Relevant to all his great stories of bad encryption:


Can cipher-breaking methods be used for learning human languages?

I recently started learning Chinese, and my grammar is still very basic. Simply replacing all the vocabulary (like a substitution cipher) using my app at http://pingtype.github.io helps me to learn new words.

Rearranging sentences for the parts of speech (noun/verb/subject/object) is comparable to the ROTR and ROTL described in the linked article.

How can I make more parallels between the cryptographic domain and the human language domain to make my studies easier?

There's some weird stuff going on in that app.

The oddest result I got was a rendering of 我长得不漂亮 as wǒ zhǎng dé bù piào liang "I long obtain no pretty". This gets the pronunciation right on four out of six characters. It gets the meaning right on three out of five words. Weirdly, it gets the pronunciation of 长 zhǎng "grow" right while glossing it as if it were 长 cháng "long".

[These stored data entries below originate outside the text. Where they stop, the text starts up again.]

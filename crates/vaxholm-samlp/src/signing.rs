#![forbid(unsafe_code)]

//! Enveloped signatures on protocol messages.
//!
//! The signature follows `saml:Issuer` in SAML 2.0 messages and is the
//! first child in SAML 1.1 messages. `KeyInfo` carries the signing
//! certificate.

use crate::version::SamlVersion;
use base64::{engine::general_purpose::STANDARD, Engine};
use vaxholm_core::{ns, Error};
use vaxholm_crypto::sign::SigningKey;
use vaxholm_dsig::{sign, verify, DsigContext};
use vaxholm_keys::X509Cert;
use vaxholm_xml::document::child_element;

/// Certificate and private key used to sign messages.
#[derive(Clone)]
pub struct SigningCredential {
    pub certificate: X509Cert,
    pub private_key: rsa::RsaPrivateKey,
}

impl std::fmt::Debug for SigningCredential {
    fn fmt(&self, f: &mut std::fmt::Formatter<'_>) -> std::fmt::Result {
        f.debug_struct("SigningCredential")
            .field("certificate", &self.certificate.subject())
            .finish_non_exhaustive()
    }
}

impl SigningCredential {
    pub fn new(certificate: X509Cert, private_key: rsa::RsaPrivateKey) -> Self {
        Self {
            certificate,
            private_key,
        }
    }

    /// Sign the element with id `element_id` in `xml`.
    pub fn sign(&self, xml: &str, element_id: &str, version: SamlVersion) -> Result<String, Error> {
        let after = match version {
            SamlVersion::Saml2 => Some((ns::SAML2, ns::node::ISSUER)),
            SamlVersion::Saml1_1 => None,
        };
        let key_info = format!(
            "<ds:X509Data><ds:X509Certificate>{}</ds:X509Certificate></ds:X509Data>",
            STANDARD.encode(self.certificate.der())
        );
        sign::sign_enveloped(
            &DsigContext::new(),
            xml,
            element_id,
            after,
            &SigningKey::Rsa(self.private_key.clone()),
            Some(&key_info),
        )
    }
}

/// Verify the enveloped signature of `element` against the certificate
/// embedded in its `KeyInfo`. `Ok(None)` when the element is unsigned.
pub fn verify_with_embedded_certificate(
    doc: &roxmltree::Document<'_>,
    element: roxmltree::Node<'_, '_>,
) -> Result<Option<X509Cert>, Error> {
    let Some(sig_node) = child_element(element, ns::DSIG, ns::node::SIGNATURE) else {
        return Ok(None);
    };
    let info = verify::parse_signature(sig_node)?;
    let key_info = info
        .key_info
        .ok_or_else(|| Error::UnresolvedKey("signature has no KeyInfo".into()))?;
    let der = verify::embedded_certificates(key_info)?
        .into_iter()
        .next()
        .ok_or_else(|| Error::UnresolvedKey("signature KeyInfo has no certificate".into()))?;
    let cert = X509Cert::from_der(&der)?;
    verify::verify_enveloped(doc, element, &SigningKey::RsaPublic(cert.public_key().clone()))?;
    Ok(Some(cert))
}

#[cfg(test)]
mod tests {
    use super::*;

    fn alice() -> SigningCredential {
        SigningCredential::new(
            X509Cert::from_pem(include_bytes!("../../../testdata/alice-cert.pem")).unwrap(),
            vaxholm_keys::loader::load_private_key(include_bytes!("../../../testdata/alice-key.pem"))
                .unwrap(),
        )
    }

    const REQUEST: &str = r#"<samlp:AttributeQuery xmlns:samlp="urn:oasis:names:tc:SAML:2.0:protocol" xmlns:saml="urn:oasis:names:tc:SAML:2.0:assertion" ID="q1" Version="2.0"><saml:Issuer>sp</saml:Issuer><saml:Subject><saml:NameID>bob</saml:NameID></saml:Subject></samlp:AttributeQuery>"#;

    #[test]
    fn test_sign_after_issuer_and_verify() {
        let credential = alice();
        let signed = credential.sign(REQUEST, "q1", SamlVersion::Saml2).unwrap();
        assert!(signed.contains("</saml:Issuer><ds:Signature"));
        let doc = vaxholm_xml::parse(&signed).unwrap();
        let cert = verify_with_embedded_certificate(&doc, doc.root_element()).unwrap();
        assert_eq!(cert, Some(credential.certificate));
    }

    #[test]
    fn test_tampered_subject_fails() {
        let signed = alice().sign(REQUEST, "q1", SamlVersion::Saml2).unwrap();
        let tampered = signed.replace(">bob<", ">eve<");
        let doc = vaxholm_xml::parse(&tampered).unwrap();
        let err = verify_with_embedded_certificate(&doc, doc.root_element()).unwrap_err();
        assert!(err.is_integrity_failure());
    }

    #[test]
    fn test_unsigned() {
        let doc = vaxholm_xml::parse(REQUEST).unwrap();
        assert_eq!(verify_with_embedded_certificate(&doc, doc.root_element()).unwrap(), None);
    }
}
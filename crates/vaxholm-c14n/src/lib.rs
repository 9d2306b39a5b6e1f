#![forbid(unsafe_code)]

//! XML Canonicalization for the Vaxholm message security library.
//!
//! WS-Security and SAML signatures in this library are produced and
//! verified with Exclusive Canonical XML 1.0, with or without comments.

pub mod exclusive;
pub mod output;

use vaxholm_core::{algorithm, Error};

/// The canonicalization mode.
#[derive(Debug, Clone, Copy, PartialEq, Eq)]
pub enum C14nMode {
    /// Exclusive Canonical XML 1.0
    Exclusive,
    /// Exclusive Canonical XML 1.0 with comments
    ExclusiveWithComments,
}

impl C14nMode {
    /// Get the algorithm URI for this mode.
    pub fn uri(&self) -> &'static str {
        match self {
            Self::Exclusive => algorithm::EXC_C14N,
            Self::ExclusiveWithComments => algorithm::EXC_C14N_WITH_COMMENTS,
        }
    }

    /// Parse a C14N mode from an algorithm URI.
    pub fn from_uri(uri: &str) -> Option<Self> {
        match uri {
            algorithm::EXC_C14N => Some(Self::Exclusive),
            algorithm::EXC_C14N_WITH_COMMENTS => Some(Self::ExclusiveWithComments),
            _ => None,
        }
    }

    pub fn with_comments(&self) -> bool {
        matches!(self, Self::ExclusiveWithComments)
    }
}

/// Canonicalize the subtree rooted at `node`.
///
/// - `node`: an element, or the document root for whole-document output
/// - `inclusive_prefixes`: the InclusiveNamespaces PrefixList
/// - `excluded`: a subtree left out of the output (enveloped signature)
pub fn canonicalize(
    node: roxmltree::Node<'_, '_>,
    mode: C14nMode,
    inclusive_prefixes: &[String],
    excluded: Option<roxmltree::NodeId>,
) -> Result<Vec<u8>, Error> {
    exclusive::canonicalize(node, mode.with_comments(), inclusive_prefixes, excluded)
}

/// Convenience: parse `xml` and canonicalize the whole document.
pub fn canonicalize_str(
    xml: &str,
    mode: C14nMode,
    inclusive_prefixes: &[String],
) -> Result<Vec<u8>, Error> {
    let doc = vaxholm_xml::parse(xml)?;
    canonicalize(doc.root(), mode, inclusive_prefixes, None)
}
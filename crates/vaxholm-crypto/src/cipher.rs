#![forbid(unsafe_code)]

//! Block cipher algorithm implementations for `EncryptedData` (AES-CBC, AES-GCM).
//!
//! Ciphertext layout follows XML Encryption: the IV (or GCM nonce) is
//! prepended to the encrypted octets.

use rand::RngCore;
use vaxholm_core::{algorithm, Error};

/// Trait for cipher algorithms.
pub trait CipherAlgorithm: Send {
    fn uri(&self) -> &'static str;
    fn encrypt(&self, key: &[u8], plaintext: &[u8]) -> Result<Vec<u8>, Error>;
    fn decrypt(&self, key: &[u8], ciphertext: &[u8]) -> Result<Vec<u8>, Error>;
    fn key_size(&self) -> usize;
}

/// Create a cipher algorithm from its URI.
pub fn from_uri(uri: &str) -> Result<Box<dyn CipherAlgorithm>, Error> {
    match uri {
        algorithm::AES128_CBC => Ok(Box::new(AesCbc { key_size: 16, uri: algorithm::AES128_CBC })),
        algorithm::AES192_CBC => Ok(Box::new(AesCbc { key_size: 24, uri: algorithm::AES192_CBC })),
        algorithm::AES256_CBC => Ok(Box::new(AesCbc { key_size: 32, uri: algorithm::AES256_CBC })),
        algorithm::AES128_GCM => Ok(Box::new(AesGcm { key_size: 16, uri: algorithm::AES128_GCM })),
        algorithm::AES256_GCM => Ok(Box::new(AesGcm { key_size: 32, uri: algorithm::AES256_GCM })),
        _ => Err(Error::UnsupportedAlgorithm(format!("cipher: {uri}"))),
    }
}

/// Generate a random key sized for the given cipher URI.
pub fn generate_key(uri: &str) -> Result<Vec<u8>, Error> {
    let cipher = from_uri(uri)?;
    let mut key = vec![0u8; cipher.key_size()];
    rand::thread_rng().fill_bytes(&mut key);
    Ok(key)
}

fn check_key(expected: usize, key: &[u8]) -> Result<(), Error> {
    if key.len() != expected {
        return Err(Error::Crypto(format!(
            "expected {} byte key, got {}",
            expected,
            key.len()
        )));
    }
    Ok(())
}

/// Key size check for the decrypt path: a wrong-sized key is a
/// decryption fault.
fn check_decryption_key(expected: usize, key: &[u8]) -> Result<(), Error> {
    check_key(expected, key).map_err(|e| match e {
        Error::Crypto(msg) => Error::Decryption(msg),
        other => other,
    })
}

// ── AES-CBC with XML Encryption padding ─────────────────────────────

struct AesCbc {
    key_size: usize,
    uri: &'static str,
}

impl CipherAlgorithm for AesCbc {
    fn uri(&self) -> &'static str {
        self.uri
    }
    fn key_size(&self) -> usize {
        self.key_size
    }

    fn encrypt(&self, key: &[u8], plaintext: &[u8]) -> Result<Vec<u8>, Error> {
        use cbc::cipher::{BlockEncryptMut, KeyIvInit};
        check_key(self.key_size, key)?;

        let mut iv = [0u8; 16];
        rand::thread_rng().fill_bytes(&mut iv);

        // Padding is applied here; the cipher runs unpadded.
        let mut buf = pad(plaintext, 16);
        let buf_len = buf.len();

        macro_rules! do_encrypt {
            ($aes:ty) => {{
                let enc = cbc::Encryptor::<$aes>::new_from_slices(key, &iv)
                    .map_err(|e| Error::Crypto(format!("AES-CBC init: {e}")))?;
                enc.encrypt_padded_mut::<cbc::cipher::block_padding::NoPadding>(&mut buf, buf_len)
                    .map_err(|e| Error::Crypto(format!("AES-CBC encrypt: {e}")))?;
            }};
        }
        match self.key_size {
            16 => do_encrypt!(aes::Aes128),
            24 => do_encrypt!(aes::Aes192),
            32 => do_encrypt!(aes::Aes256),
            _ => return Err(Error::Crypto("unsupported AES key size".into())),
        }

        let mut result = Vec::with_capacity(16 + buf.len());
        result.extend_from_slice(&iv);
        result.extend_from_slice(&buf);
        Ok(result)
    }

    fn decrypt(&self, key: &[u8], data: &[u8]) -> Result<Vec<u8>, Error> {
        use cbc::cipher::{BlockDecryptMut, KeyIvInit};
        check_decryption_key(self.key_size, key)?;
        if data.len() < 32 || data.len() % 16 != 0 {
            return Err(Error::Decryption("AES-CBC data has invalid length".into()));
        }

        let (iv, ciphertext) = data.split_at(16);
        let mut buf = ciphertext.to_vec();

        macro_rules! do_decrypt {
            ($aes:ty) => {{
                let dec = cbc::Decryptor::<$aes>::new_from_slices(key, iv)
                    .map_err(|e| Error::Crypto(format!("AES-CBC init: {e}")))?;
                dec.decrypt_padded_mut::<cbc::cipher::block_padding::NoPadding>(&mut buf)
                    .map_err(|e| Error::Decryption(format!("AES-CBC decrypt: {e}")))?;
            }};
        }
        match self.key_size {
            16 => do_decrypt!(aes::Aes128),
            24 => do_decrypt!(aes::Aes192),
            32 => do_decrypt!(aes::Aes256),
            _ => return Err(Error::Crypto("unsupported AES key size".into())),
        }

        unpad(buf, 16)
    }
}

// ── AES-GCM ──────────────────────────────────────────────────────────

struct AesGcm {
    key_size: usize,
    uri: &'static str,
}

impl CipherAlgorithm for AesGcm {
    fn uri(&self) -> &'static str {
        self.uri
    }
    fn key_size(&self) -> usize {
        self.key_size
    }

    fn encrypt(&self, key: &[u8], plaintext: &[u8]) -> Result<Vec<u8>, Error> {
        use aes_gcm::{aead::Aead, KeyInit, Nonce};
        check_key(self.key_size, key)?;

        let mut nonce_bytes = [0u8; 12];
        rand::thread_rng().fill_bytes(&mut nonce_bytes);
        let nonce = Nonce::from_slice(&nonce_bytes);

        let ct = match self.key_size {
            16 => aes_gcm::Aes128Gcm::new_from_slice(key)
                .map_err(|e| Error::Crypto(format!("AES-GCM init: {e}")))?
                .encrypt(nonce, plaintext),
            _ => aes_gcm::Aes256Gcm::new_from_slice(key)
                .map_err(|e| Error::Crypto(format!("AES-GCM init: {e}")))?
                .encrypt(nonce, plaintext),
        }
        .map_err(|e| Error::Encryption(format!("AES-GCM encrypt: {e}")))?;

        let mut result = Vec::with_capacity(12 + ct.len());
        result.extend_from_slice(&nonce_bytes);
        result.extend_from_slice(&ct);
        Ok(result)
    }

    fn decrypt(&self, key: &[u8], data: &[u8]) -> Result<Vec<u8>, Error> {
        use aes_gcm::{aead::Aead, KeyInit, Nonce};
        check_decryption_key(self.key_size, key)?;
        if data.len() < 12 + 16 {
            return Err(Error::Decryption("AES-GCM data too short".into()));
        }

        let (nonce, ct_and_tag) = data.split_at(12);
        let nonce = Nonce::from_slice(nonce);
        match self.key_size {
            16 => aes_gcm::Aes128Gcm::new_from_slice(key)
                .map_err(|e| Error::Crypto(format!("AES-GCM init: {e}")))?
                .decrypt(nonce, ct_and_tag),
            _ => aes_gcm::Aes256Gcm::new_from_slice(key)
                .map_err(|e| Error::Crypto(format!("AES-GCM init: {e}")))?
                .decrypt(nonce, ct_and_tag),
        }
        .map_err(|_| Error::Decryption("AES-GCM authentication failed".into()))
    }
}

// ── Padding ──────────────────────────────────────────────────────────

fn pad(data: &[u8], block_size: usize) -> Vec<u8> {
    let pad_len = block_size - (data.len() % block_size);
    let mut padded = Vec::with_capacity(data.len() + pad_len);
    padded.extend_from_slice(data);
    padded.extend(std::iter::repeat(pad_len as u8).take(pad_len));
    padded
}

/// Remove XML Encryption block padding.
///
/// Only the final byte (the padding length) is significant; the filler
/// bytes may be random (ISO 10126) or repeat the length (PKCS#7).
fn unpad(mut data: Vec<u8>, block_size: usize) -> Result<Vec<u8>, Error> {
    let Some(&pad_byte) = data.last() else {
        return Err(Error::Decryption("empty plaintext block".into()));
    };
    let pad_len = pad_byte as usize;
    if pad_len == 0 || pad_len > block_size || pad_len > data.len() {
        return Err(Error::Decryption("invalid padding".into()));
    }
    data.truncate(data.len() - pad_len);
    Ok(data)
}

#[cfg(test)]
mod tests {
    use super::*;

    #[test]
    fn test_padding() {
        let padded = pad(b"hello", 16);
        assert_eq!(padded.len(), 16);
        assert_eq!(unpad(padded, 16).unwrap(), b"hello");
        let full = pad(&[7u8; 16], 16);
        assert_eq!(full.len(), 32);

        let mut iso = b"hello".to_vec();
        iso.extend_from_slice(&[0xA5; 10]);
        iso.push(11);
        assert_eq!(unpad(iso, 16).unwrap(), b"hello");
        assert!(unpad(vec![0u8; 16], 16).is_err());
        assert!(unpad(vec![17u8; 16], 16).is_err());
    }

    #[test]
    fn test_aes_cbc_roundtrip_and_key_sizes() {
        for uri in [algorithm::AES128_CBC, algorithm::AES256_CBC] {
            let cipher = from_uri(uri).unwrap();
            let key = generate_key(uri).unwrap();
            assert_eq!(key.len(), cipher.key_size());
            let ct = cipher.encrypt(&key, b"<Body>payload</Body>").unwrap();
            assert_eq!(ct.len() % 16, 0);
            assert_eq!(cipher.decrypt(&key, &ct).unwrap(), b"<Body>payload</Body>");
        }
        let cipher = from_uri(algorithm::AES128_CBC).unwrap();
        assert!(cipher.encrypt(&[0u8; 32], b"x").is_err());
    }

    #[test]
    fn test_aes_gcm_detects_tampering() {
        let cipher = from_uri(algorithm::AES128_GCM).unwrap();
        let key = generate_key(algorithm::AES128_GCM).unwrap();
        let mut ct = cipher.encrypt(&key, b"secret").unwrap();
        assert_eq!(cipher.decrypt(&key, &ct).unwrap(), b"secret");
        let last = ct.len() - 1;
        ct[last] ^= 1;
        assert!(matches!(cipher.decrypt(&key, &ct), Err(Error::Decryption(_))));
    }

    #[test]
    fn test_wrong_sized_key_on_decrypt_is_decryption_fault() {
        for uri in [algorithm::AES128_CBC, algorithm::AES256_GCM] {
            let cipher = from_uri(uri).unwrap();
            let key = generate_key(uri).unwrap();
            let ct = cipher.encrypt(&key, b"<Body>payload</Body>").unwrap();
            let unwrapped_garbage = vec![0x42u8; 7];
            assert!(matches!(
                cipher.decrypt(&unwrapped_garbage, &ct),
                Err(Error::Decryption(_))
            ));
        }
        let cipher = from_uri(algorithm::AES128_CBC).unwrap();
        assert!(matches!(cipher.encrypt(&[0u8; 7], b"x"), Err(Error::Crypto(_))));
    }
}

If I give it 重新 chóngxīn, which is an adverb meaning something like "start over", it recognizes it as a single word of the correct pronunciation, but mysteriously glosses it as "reappear".

If I give it 我的狗去世了, it does pretty well, but glosses 了, a modality marker, as "is", which makes me extremely uneasy.

The dictionary is sourced from Google Translate and Unihan, with a few hundred manual edits. Click the Edit button to fix it if you already speak Chinese and find a problem! You said the pronunciation is wrong on 2/6 characters, but you didn't tell me the correct reading. Teach it! Teach me!

In the sentence 我长得不漂亮 "I am not pretty", 得 is de(toneless), the result marker, not 得 dé, the verb meaning "obtain". 不 really is the negative particle (that is to say, it is being glossed appropriately), but before a syllable in fourth tone it is pronounced bú, not bù.

I actually agree that word-by-word glossing like that is helpful, but this tool is doing a questionable job. Words that are more syntactic than semantic will be nearly impossible to fit into a word-by-word-gloss system -- for example, the ABC dictionary's gloss of "result 得" from the sentence above is "subordinating particle used to link a verb [or adjective] and the manner clause that follows it". This is difficult to condense into something that it would make sense for your app to render.

In the sentence 我的狗去世了 "my dog has died", 了 is the change-of-state particle, appropriate because my dog (presumably) used to be alive, but it's dead now. It's definitely not a verb; the verb is, depending on your perspective, 去世 "die" or just 去 "go".

If you're interested in my advice, I think the highest-value thing you can do to get good glosses is get Pleco for your smartphone and purchase the ABC Dictionary and Tuttle Learner's Dictionary addons. It'll be less convenient than your app, but much higher quality. (Detection of word boundaries is imperfect; google translate may actually be better at that particular task.)


Hmm 2015. then I guess I won't wait for the moderator to approve my reply over there.

> If you know of any other good ones (including a sample break), then please provide the link

Two months after that article was published:


> But I listened carefully, because I suspected an easy target that I wanted to have a go at.

This was my easy target.


Thank you for linking this repo, I remember reading about the algorithm in Phoenix back in 2015 but I wasn't able to find any cryptanalysis of it until now.

I find it quite fascinating how people who produce snake-oil crypto tend to not accept any mention of possible faults in their algorithms, in comparison to professional cryptographers who welcome public cryptanalysis.